AIMS/INTRODUCTION: The aim of the present study was to identify candidate differentially expressed genes (DEGs) and pathways using bioinformatics analysis, and to improve our understanding of the cause and potential molecular events of diabetic nephropathy. MATERIALS AND METHODS: Two cohort profile datasets (GSE30528 and GSE33744) were integrated and used for deep analysis. We sorted DEGs and analyzed differential pathway enrichment. DEG-associated ingenuity pathway analysis was carried out. The screened gene expression feature was verified in the db/db mouse kidney cortex. Then, rat mesangial cells cultured with high-concentration glucose were used for verification. The target genes of transcriptional factor E26 transformation-specific-1 (ETS1) were predicted with online tools and validated using chromatin immunoprecipitation assay quantitative polymerase chain reaction. RESULTS: The two GSE datasets identified 89 shared DEGs; 51 were upregulated; and 38 were downregulated. Most of the DEGs were significantly enriched in cell adhesion, the plasma membrane, the extracellular matrix and the extracellular region. Quantitative reverse transcription polymerase chain reaction analysis validated the upregulated expression of Itgb2, Cd44, Sell, Fn1, Tgfbi and Il7r, and the downregulated expression of Igfbp2 and Cd55 in the db/db mouse kidney cortex.
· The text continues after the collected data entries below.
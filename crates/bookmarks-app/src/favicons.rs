use std::collections::{BTreeMap, BTreeSet};

use bookmarks_favicon::{resize_to_width, Content};
use bookmarks_shared::constants::{
    DEFAULT_FAVICON_MODIFIED, DEFAULT_FAVICON_NAME, DEFAULT_FILE_ICON, DEFAULT_FOLDER_ICON,
    DEFAULT_NODE_ICON, FAVICON_WIDTH,
};
use bookmarks_shared::hashing::{content_address, sha1_hex};
use bookmarks_shared::types::User;
use bookmarks_shared::{BookmarkError, Result};
use bookmarks_store::{Bookmark, NodeType};
use chrono::{DateTime, Utc};
use tracing::{debug, error, info, warn};

use crate::bookmarks::Application;
use crate::error::BlobError;
use crate::models::{mime_for, FileInfo};

impl Application {
    /// Run a blocking use case on the blocking thread pool.
    pub async fn run_blocking<T, F>(&self, f: F) -> Result<T>
    where
        T: Send + 'static,
        F: FnOnce(&Application) -> Result<T> + Send + 'static,
    {
        let app = self.clone();
        tokio::task::spawn_blocking(move || f(&app))
            .await
            .map_err(|e| BookmarkError::Internal(e.to_string()))?
    }

    // -----------------------------------------------------------------------
    // Reads
    // -----------------------------------------------------------------------

    /// Favicon of a bookmark, or the built-in icon for its type.
    pub async fn get_favicon(&self, id: &str, user: &User) -> Result<FileInfo> {
        if id.is_empty() {
            return Err(BookmarkError::validation("missing bookmark id parameter"));
        }
        let (bookmark_id, owner) = (id.to_string(), user.clone());
        let bookmark = self
            .run_blocking(move |app| app.get_bookmark_by_id(&bookmark_id, &owner))
            .await?;

        if bookmark.favicon.is_empty() {
            return Ok(default_favicon(bookmark.node_type));
        }

        match self.blobs.get(&bookmark.favicon).await {
            Ok(favicon) => Ok(FileInfo {
                mime_type: mime_for(&favicon.id).to_string(),
                name: favicon.id,
                payload: favicon.payload,
                modified: favicon.modified,
            }),
            Err(e) => {
                error!(favicon = %bookmark.favicon, error = %e, "a favicon was defined but is not available");
                Ok(default_favicon(bookmark.node_type))
            }
        }
    }

    pub async fn get_favicon_by_id(&self, favicon_id: &str) -> Result<FileInfo> {
        if favicon_id.is_empty() {
            return Err(BookmarkError::validation("missing favicon id parameter"));
        }
        let favicon = self.blobs.get(favicon_id).await.map_err(|e| match e {
            BlobError::NotFound(_) | BlobError::InvalidId(_) => {
                BookmarkError::not_found(format!("could not find favicon with id '{favicon_id}'"))
            }
            other => other.into(),
        })?;
        Ok(FileInfo {
            mime_type: mime_for(&favicon.id).to_string(),
            name: favicon.id,
            payload: favicon.payload,
            modified: favicon.modified,
        })
    }

    /// Distinct favicons used by the user's bookmarks, optionally only those
    /// of bookmarks matching `search` by name.
    ///
    /// Favicons with identical payloads are reported once. Payloads are not
    /// included.
    pub async fn get_available_favicons(&self, user: &User, search: &str) -> Result<Vec<FileInfo>> {
        let (owner, term) = (user.username.clone(), search.to_string());
        let bookmarks = self
            .run_blocking(move |app| {
                Ok(app.store.read(|repo| {
                    if term.is_empty() {
                        repo.get_all_bookmarks(&owner)
                    } else {
                        repo.get_bookmarks_by_name(&term, &owner)
                    }
                })?)
            })
            .await?;

        let ids: BTreeSet<String> = bookmarks
            .into_iter()
            .map(|b| b.favicon)
            .filter(|f| !f.is_empty())
            .collect();

        let mut by_payload: BTreeMap<String, FileInfo> = BTreeMap::new();
        for id in ids {
            let Ok(favicon) = self.blobs.get(&id).await else {
                continue;
            };
            if favicon.payload.is_empty() {
                continue;
            }
            by_payload
                .entry(sha1_hex(&favicon.payload))
                .or_insert_with(|| FileInfo {
                    mime_type: mime_for(&favicon.id).to_string(),
                    name: favicon.id,
                    payload: Vec::new(),
                    modified: favicon.modified,
                });
        }

        let mut favicons: Vec<FileInfo> = by_payload.into_values().collect();
        favicons.sort_by(|a, b| a.name.cmp(&b.name));
        Ok(favicons)
    }

    // -----------------------------------------------------------------------
    // Acquisition
    // -----------------------------------------------------------------------

    /// Discover the favicon of the bookmark's page and attach it.
    ///
    /// Returns the content-addressed favicon id.
    pub async fn fetch_favicon(&self, bookmark: &Bookmark) -> Result<String> {
        let content = self
            .icons
            .favicon_for_page(&bookmark.url)
            .await
            .map_err(|e| BookmarkError::Backend(e.to_string()))?;
        self.attach_favicon(bookmark, content).await
    }

    /// Download the icon at `icon_url` and attach it to the bookmark.
    pub async fn fetch_favicon_url(&self, icon_url: &str, bookmark: &Bookmark) -> Result<String> {
        let content = self
            .icons
            .favicon_from_url(icon_url)
            .await
            .map_err(|e| BookmarkError::Backend(e.to_string()))?;
        self.attach_favicon(bookmark, content).await
    }

    /// Scale the icon, store it under its content address and point the
    /// bookmark at it.
    async fn attach_favicon(&self, bookmark: &Bookmark, content: Content) -> Result<String> {
        let content = tokio::task::spawn_blocking(move || resize_to_width(content, FAVICON_WIDTH))
            .await
            .map_err(|e| BookmarkError::Internal(e.to_string()))?;
        let favicon_id = content_address(&content.file_name, &content.payload);
        self.blobs
            .save(&favicon_id, &content.payload, Utc::now())
            .await?;

        let (id, owner, favicon) = (
            bookmark.id.clone(),
            bookmark.user_name.clone(),
            favicon_id.clone(),
        );
        let patched = self
            .run_blocking(move |app| {
                Ok(app
                    .store
                    .in_unit_of_work(|repo| repo.set_favicon(&id, &owner, &favicon))?)
            })
            .await?;

        if patched {
            info!(id = %bookmark.id, favicon = %favicon_id, "favicon attached");
        } else {
            debug!(id = %bookmark.id, "bookmark is gone, favicon not attached");
        }
        Ok(favicon_id)
    }

    /// Start a detached favicon task for `bookmark` if one is needed.
    ///
    /// A custom icon URL always wins; otherwise nodes without a favicon get
    /// one discovered from their page.
    pub(crate) fn spawn_favicon_acquisition(&self, bookmark: &Bookmark, custom_url: Option<&str>) {
        let custom_url = custom_url.filter(|u| !u.is_empty()).map(str::to_string);
        let needs_discovery = bookmark.node_type == NodeType::Node
            && bookmark.favicon.is_empty()
            && !bookmark.url.is_empty();
        if custom_url.is_none() && !needs_discovery {
            return;
        }
        let Some(runtime) = &self.runtime else {
            debug!(id = %bookmark.id, "no runtime available, skipping favicon task");
            return;
        };

        let app = self.clone();
        let bookmark = bookmark.clone();
        runtime.spawn(async move {
            let result = match custom_url {
                Some(url) => app.fetch_favicon_url(&url, &bookmark).await,
                None => app.fetch_favicon(&bookmark).await,
            };
            if let Err(e) = result {
                warn!(id = %bookmark.id, url = %bookmark.url, error = %e, "could not fetch favicon");
            }
        });
    }

    // -----------------------------------------------------------------------
    // Cleanup
    // -----------------------------------------------------------------------

    /// Remove favicon blobs no bookmark of any user refers to anymore.
    ///
    /// Returns the ids that were removed.
    pub async fn remove_unreferenced_favicons(&self, ids: Vec<String>) -> Vec<String> {
        let mut removed = Vec::new();
        for id in ids {
            let favicon = id.clone();
            let count = self
                .run_blocking(move |app| {
                    Ok(app
                        .store
                        .read(|repo| repo.num_bookmarks_referencing_favicon(&favicon))?)
                })
                .await;

            match count {
                Ok(0) => match self.blobs.delete(&id).await {
                    Ok(()) => {
                        debug!(favicon = %id, "unreferenced favicon removed");
                        removed.push(id);
                    }
                    Err(BlobError::NotFound(_)) => {}
                    Err(e) => warn!(favicon = %id, error = %e, "could not remove favicon"),
                },
                Ok(_) => {}
                Err(e) => warn!(favicon = %id, error = %e, "could not count favicon references"),
            }
        }
        removed
    }

    pub(crate) fn spawn_favicon_cleanup(&self, ids: Vec<String>) {
        if ids.is_empty() {
            return;
        }
        let Some(runtime) = &self.runtime else {
            debug!("no runtime available, skipping favicon cleanup");
            return;
        };
        let app = self.clone();
        runtime.spawn(async move {
            app.remove_unreferenced_favicons(ids).await;
        });
    }
}

fn default_favicon(node_type: NodeType) -> FileInfo {
    let payload = match node_type {
        NodeType::Node => DEFAULT_NODE_ICON,
        NodeType::Folder => DEFAULT_FOLDER_ICON,
        NodeType::FileItem => DEFAULT_FILE_ICON,
    };
    let modified = DateTime::parse_from_rfc3339(DEFAULT_FAVICON_MODIFIED)
        .map(|dt| dt.with_timezone(&Utc))
        .unwrap_or(DateTime::<Utc>::UNIX_EPOCH);
    FileInfo {
        name: DEFAULT_FAVICON_NAME.to_string(),
        mime_type: mime_for(DEFAULT_FAVICON_NAME).to_string(),
        payload: payload.to_vec(),
        modified,
    }
}
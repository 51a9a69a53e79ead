//! Inputs and outputs of the bookmark use cases.

use bookmarks_store::NodeType;
use chrono::{DateTime, Utc};
use serde::{Deserialize, Serialize};

/// Caller-supplied fields for create and update.
#[derive(Debug, Clone, Serialize, Deserialize, PartialEq, Eq, Default)]
pub struct BookmarkInput {
    /// Required for update, ignored on create.
    #[serde(default)]
    pub id: String,
    pub path: String,
    pub display_name: String,
    /// Ignored on update: the stored type is kept.
    #[serde(default, rename = "type")]
    pub node_type: NodeType,
    #[serde(default)]
    pub url: String,
    #[serde(default)]
    pub sort_order: i32,
    #[serde(default)]
    pub highlight: i32,
    #[serde(default)]
    pub invert_favicon_color: i32,
    /// Download the favicon from this URL instead of discovering it.
    #[serde(default)]
    pub custom_favicon_url: Option<String>,
    /// Payload of a file item.
    #[serde(default)]
    pub file: Option<FileUpload>,
}

impl BookmarkInput {
    pub fn folder(path: impl Into<String>, display_name: impl Into<String>) -> Self {
        Self {
            path: path.into(),
            display_name: display_name.into(),
            node_type: NodeType::Folder,
            ..Default::default()
        }
    }

    pub fn node(
        path: impl Into<String>,
        display_name: impl Into<String>,
        url: impl Into<String>,
    ) -> Self {
        Self {
            path: path.into(),
            display_name: display_name.into(),
            node_type: NodeType::Node,
            url: url.into(),
            ..Default::default()
        }
    }
}

/// Inline file content of a file item. The payload travels base64 encoded.
#[derive(Debug, Clone, Serialize, Deserialize, PartialEq, Eq)]
pub struct FileUpload {
    pub name: String,
    pub mime_type: String,
    #[serde(with = "base64_payload")]
    pub payload: Vec<u8>,
}

/// New sort positions: `sort_order[i]` belongs to `ids[i]`.
#[derive(Debug, Clone, Serialize, Deserialize, PartialEq, Eq, Default)]
pub struct SortOrderInput {
    pub ids: Vec<String>,
    pub sort_order: Vec<i32>,
}

/// A binary object handed back to callers (favicons, files).
#[derive(Debug, Clone, Serialize, Deserialize, PartialEq, Eq)]
pub struct FileInfo {
    pub name: String,
    pub mime_type: String,
    #[serde(skip)]
    pub payload: Vec<u8>,
    pub modified: DateTime<Utc>,
}

mod base64_payload {
    use base64::engine::general_purpose::STANDARD;
    use base64::Engine;
    use serde::{Deserialize, Deserializer, Serializer};

    pub fn serialize<S: Serializer>(payload: &[u8], s: S) -> Result<S::Ok, S::Error> {
        s.serialize_str(&STANDARD.encode(payload))
    }

    pub fn deserialize<'de, D: Deserializer<'de>>(d: D) -> Result<Vec<u8>, D::Error> {
        let encoded = String::deserialize(d)?;
        STANDARD.decode(encoded).map_err(serde::de::Error::custom)
    }
}

/// Mime type guessed from a file name's extension.
pub fn mime_for(name: &str) -> &'static str {
    let ext = bookmarks_shared::hashing::extension(name).to_ascii_lowercase();
    match ext.as_str() {
        ".svg" => "image/svg+xml",
        ".png" => "image/png",
        ".ico" => "image/x-icon",
        ".jpg" | ".jpeg" => "image/jpeg",
        ".gif" => "image/gif",
        ".webp" => "image/webp",
        _ => "application/octet-stream",
    }
}

#[cfg(test)]
mod tests {
    use super::*;

    #[test]
    fn input_defaults_and_type_field() {
        let input: BookmarkInput = serde_json::from_str(
            r#"{"path":"/","display_name":"A","type":"Folder"}"#,
        )
        .unwrap();
        assert_eq!(input.node_type, NodeType::Folder);
        assert!(input.url.is_empty());
        assert!(input.file.is_none());
    }

    #[test]
    fn file_payload_is_base64() {
        let upload = FileUpload {
            name: "a.txt".into(),
            mime_type: "text/plain".into(),
            payload: b"hello".to_vec(),
        };
        let json = serde_json::to_value(&upload).unwrap();
        assert_eq!(json["payload"], "aGVsbG8=");
        let back: FileUpload = serde_json::from_value(json).unwrap();
        assert_eq!(back, upload);
    }

    #[test]
    fn mime_guess() {
        assert_eq!(mime_for("x.SVG"), "image/svg+xml");
        assert_eq!(mime_for("abc_def.ico"), "image/x-icon");
        assert_eq!(mime_for("noext"), "application/octet-stream");
    }
}
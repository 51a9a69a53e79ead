//! Database migration runner.
//!
//! Migrations are executed in order whenever a [`Database`](crate::Database)
//! is opened. Each migration is guarded by the `user_version` pragma so it
//! runs exactly once.

pub mod v001_initial;
pub mod v002_access_count;

use rusqlite::Connection;

use crate::error::{Result, StoreError};

/// Current schema version.  Bump this and add a new migration module whenever
/// the schema changes.
pub const CURRENT_VERSION: u32 = 2;

/// Run all pending migrations against the open connection.
pub fn run_migrations(conn: &Connection) -> Result<()> {
    let current: u32 = conn.pragma_query_value(None, "user_version", |row| row.get(0))?;

    tracing::info!(
        current_version = current,
        target_version = CURRENT_VERSION,
        "checking database migrations"
    );

    if current < 1 {
        tracing::info!("applying migration v001_initial");
        v001_initial::up(conn).map_err(|e| StoreError::Migration(e.to_string()))?;
        conn.pragma_update(None, "user_version", 1)?;
    }

    if current < 2 {
        tracing::info!("applying migration v002_access_count");
        v002_access_count::up(conn).map_err(|e| StoreError::Migration(e.to_string()))?;
        conn.pragma_update(None, "user_version", 2)?;
    }

    Ok(())
}

#[cfg(test)]
mod tests {
    use super::*;

    #[test]
    fn migrations_are_idempotent() {
        let conn = Connection::open_in_memory().unwrap();
        run_migrations(&conn).unwrap();
        run_migrations(&conn).unwrap();

        let version: u32 = conn
            .pragma_query_value(None, "user_version", |row| row.get(0))
            .unwrap();
        assert_eq!(version, CURRENT_VERSION);

        let count: i64 = conn
            .query_row(
                "SELECT COUNT(*) FROM pragma_table_info('BOOKMARKS') WHERE name = 'access_count'",
                [],
                |row| row.get(0),
            )
            .unwrap();
        assert_eq!(count, 1);
    }
}
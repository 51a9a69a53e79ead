//! # bookmarks-store
//!
//! SQLite persistence for the hierarchical bookmark store.
//!
//! A [`Store`] owns one write connection and a pool of read connections. It
//! hands out a [`Repository`] for reads, in auto-commit mode, or inside a
//! unit-of-work (one transaction per call).
//! The repository maintains the folder hierarchy: parent paths must exist
//! before rows are written below them and every folder's `child_count`
//! reflects its direct children after each write.

pub mod bookmarks;
pub mod database;
pub mod favicons;
pub mod files;
pub mod guard;
pub mod migrations;
pub mod models;
pub mod pool;
pub mod repository;
pub mod store;

mod error;

pub use database::Database;
pub use error::{Result, StoreError};
pub use guard::WriteGuard;
pub use models::*;
pub use pool::ReadPool;
pub use repository::Repository;
pub use store::Store;
//! # bookmarks-shared
//!
//! Types and helpers shared by every bookmarks crate: the path codec for the
//! `/`-delimited folder hierarchy, the domain error taxonomy, content
//! addressing for favicon payloads and the user/version metadata returned by
//! the AppInfo endpoint.

pub mod constants;
pub mod error;
pub mod hashing;
pub mod path;
pub mod types;

pub use error::{BookmarkError, Result};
Chromatin immunoprecipitation assay quantitative polymerase chain reaction showed that Itgb2 was the target gene of transcription factor Ets1. ETS1 knockdown in rat mesangial cells decreased integrin subunit beta 2 expression. CONCLUSION: We found that EST1 functioned as an important transcription factor in diabetic nephropathy development through the promotion of integrin subunit beta 2 expression. EST1 might be a drug target for diabetic nephropathy treatment.